**BRIEF:**
Go through the records below and copy out every line that contains the word "impl".

**EXERCISE MATERIAL:**
....
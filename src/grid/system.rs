//! Dense grid storage with bounds-checked access
//!
//! Cells are held in a `[row, column]` array of optional elements, so the
//! array's standard layout is exactly the row-major order used for iteration
//! and persistence. Dimensions are fixed per instance; resizing means building
//! a new grid.

use ndarray::Array2;

use crate::grid::coordinate::{Connectivity, GridCoordinate};
use crate::grid::element::GridElement;
use crate::io::configuration::{MAX_GRID_CELLS, MAX_GRID_DIMENSION};
use crate::io::error::{GridError, Result, invalid_parameter};

/// Square-cell grid of optional elements
#[derive(Debug, Clone, PartialEq, Eq)]
pub struct GridSystem {
    cells: Array2<Option<GridElement>>,
    width: u32,
    height: u32,
    connectivity: Connectivity,
}

impl Default for GridSystem {
    fn default() -> Self {
        Self::empty(Connectivity::default())
    }
}

impl GridSystem {
    /// Create an empty grid of the given dimensions
    ///
    /// # Errors
    ///
    /// Returns an invalid parameter error if either dimension exceeds
    /// [`MAX_GRID_DIMENSION`] or the cell count exceeds [`MAX_GRID_CELLS`]
    pub fn new(width: u32, height: u32, connectivity: Connectivity) -> Result<Self> {
        check_dimension("width", width)?;
        check_dimension("height", height)?;
        let cells = u64::from(width) * u64::from(height);
        if cells > MAX_GRID_CELLS {
            return Err(invalid_parameter(
                "size",
                &format!("{width}x{height}"),
                &format!("{cells} cells exceeds the limit of {MAX_GRID_CELLS}"),
            ));
        }

        Ok(Self {
            cells: Array2::default((height as usize, width as usize)),
            width,
            height,
            connectivity,
        })
    }

    /// A 0×0 grid
    pub fn empty(connectivity: Connectivity) -> Self {
        Self {
            cells: Array2::default((0, 0)),
            width: 0,
            height: 0,
            connectivity,
        }
    }

    /// Number of columns
    pub const fn width(&self) -> u32 {
        self.width
    }

    /// Number of rows
    pub const fn height(&self) -> u32 {
        self.height
    }

    /// Neighbourhood shape used by [`Self::neighbors`]
    pub const fn connectivity(&self) -> Connectivity {
        self.connectivity
    }

    /// Whether `coordinate` lies inside the grid
    pub const fn contains(&self, coordinate: GridCoordinate) -> bool {
        coordinate.is_within(self.width, self.height)
    }

    /// Element at `coordinate`, or `None` if the cell is empty
    ///
    /// # Errors
    ///
    /// Returns `OutOfBounds` if `coordinate` lies outside the grid
    pub fn get(&self, coordinate: GridCoordinate) -> Result<Option<&GridElement>> {
        self.check_bounds(coordinate)?;
        Ok(self
            .cells
            .get(coordinate.to_index())
            .and_then(Option::as_ref))
    }

    /// Mutable element at `coordinate`, or `None` if the cell is empty
    ///
    /// # Errors
    ///
    /// Returns `OutOfBounds` if `coordinate` lies outside the grid
    pub fn get_mut(&mut self, coordinate: GridCoordinate) -> Result<Option<&mut GridElement>> {
        self.check_bounds(coordinate)?;
        Ok(self
            .cells
            .get_mut(coordinate.to_index())
            .and_then(Option::as_mut))
    }

    /// Place `element` at `coordinate`, returning the element it replaced
    ///
    /// The element's own coordinate is rewritten to `coordinate` so the two
    /// can never disagree.
    ///
    /// # Errors
    ///
    /// Returns `OutOfBounds` if `coordinate` lies outside the grid
    pub fn set(
        &mut self,
        coordinate: GridCoordinate,
        mut element: GridElement,
    ) -> Result<Option<GridElement>> {
        let cell = self.cell_mut(coordinate)?;
        element.relocate(coordinate);
        Ok(cell.replace(element))
    }

    /// Empty the cell at `coordinate`, returning what it held
    ///
    /// # Errors
    ///
    /// Returns `OutOfBounds` if `coordinate` lies outside the grid
    pub fn remove(&mut self, coordinate: GridCoordinate) -> Result<Option<GridElement>> {
        Ok(self.cell_mut(coordinate)?.take())
    }

    /// Empty every cell, keeping the dimensions
    pub fn clear(&mut self) {
        self.cells.fill(None);
    }

    /// Number of occupied cells
    pub fn occupied_count(&self) -> usize {
        self.cells.iter().flatten().count()
    }

    /// Whether no cell is occupied
    pub fn is_empty(&self) -> bool {
        self.cells.iter().all(Option::is_none)
    }

    /// Occupied cells in row-major order: row ascending, then column ascending
    pub fn all_occupied(&self) -> impl Iterator<Item = (GridCoordinate, &GridElement)> + '_ {
        self.cells
            .indexed_iter()
            .filter_map(|((row, column), cell)| {
                cell.as_ref()
                    .map(|element| (GridCoordinate::new(column as u32, row as u32), element))
            })
    }

    /// In-bounds coordinates within `within` steps of `coordinate`
    ///
    /// The centre cell itself is excluded. The returned iterator is lazy and
    /// can be cloned to restart it.
    ///
    /// # Errors
    ///
    /// Returns `OutOfBounds` if `coordinate` lies outside the grid
    pub fn neighbors(&self, coordinate: GridCoordinate, within: u32) -> Result<Neighbors> {
        self.check_bounds(coordinate)?;
        Ok(Neighbors::new(
            coordinate,
            within,
            self.connectivity,
            self.width,
            self.height,
        ))
    }

    /// Largest build counter value recoverable from any element
    ///
    /// See [`GridElement::sequence_id`].
    pub fn max_element_id(&self) -> Option<u64> {
        self.all_occupied()
            .filter_map(|(_, element)| element.sequence_id())
            .max()
    }

    fn cell_mut(&mut self, coordinate: GridCoordinate) -> Result<&mut Option<GridElement>> {
        self.check_bounds(coordinate)?;
        let (width, height) = (self.width, self.height);
        self.cells
            .get_mut(coordinate.to_index())
            .ok_or(GridError::OutOfBounds {
                coordinate,
                width,
                height,
            })
    }

    fn check_bounds(&self, coordinate: GridCoordinate) -> Result<()> {
        if self.contains(coordinate) {
            Ok(())
        } else {
            Err(GridError::OutOfBounds {
                coordinate,
                width: self.width,
                height: self.height,
            })
        }
    }
}

fn check_dimension(parameter: &'static str, value: u32) -> Result<()> {
    if value > MAX_GRID_DIMENSION {
        return Err(invalid_parameter(
            parameter,
            &value,
            &format!("must not exceed {MAX_GRID_DIMENSION}"),
        ));
    }
    Ok(())
}

/// Lazy walk over the in-bounds neighbourhood of one cell
///
/// Visits offsets row by row inside the bounding square of `within`, clipped
/// to the grid, keeping those the connectivity reaches.
#[derive(Debug, Clone)]
pub struct Neighbors {
    center: GridCoordinate,
    within: u32,
    connectivity: Connectivity,
    column_span: (i64, i64),
    row_end: i64,
    delta_column: i64,
    delta_row: i64,
}

impl Neighbors {
    fn new(
        center: GridCoordinate,
        within: u32,
        connectivity: Connectivity,
        width: u32,
        height: u32,
    ) -> Self {
        let reach = i64::from(within);
        let column = i64::from(center.column);
        let row = i64::from(center.row);

        let column_span = (
            (-reach).max(-column),
            reach.min(i64::from(width) - 1 - column),
        );
        let row_start = (-reach).max(-row);
        let row_end = reach.min(i64::from(height) - 1 - row);

        Self {
            center,
            within,
            connectivity,
            column_span,
            row_end,
            delta_column: column_span.0,
            delta_row: row_start,
        }
    }
}

impl Iterator for Neighbors {
    type Item = GridCoordinate;

    fn next(&mut self) -> Option<Self::Item> {
        while self.delta_row <= self.row_end {
            let (delta_column, delta_row) = (self.delta_column, self.delta_row);

            self.delta_column += 1;
            if self.delta_column > self.column_span.1 {
                self.delta_column = self.column_span.0;
                self.delta_row += 1;
            }

            let is_center = delta_column == 0 && delta_row == 0;
            if is_center
                || !self
                    .connectivity
                    .reaches(delta_column, delta_row, self.within)
            {
                continue;
            }
            if let Some(candidate) = self.center.offset(delta_column, delta_row) {
                return Some(candidate);
            }
        }
        None
    }
}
....
**EXPECTED ANSWER:**
impl Default for GridSystem {
impl GridSystem {
    pub fn all_occupied(&self) -> impl Iterator<Item = (GridCoordinate, &GridElement)> + '_ {
impl Neighbors {
impl Iterator for Neighbors {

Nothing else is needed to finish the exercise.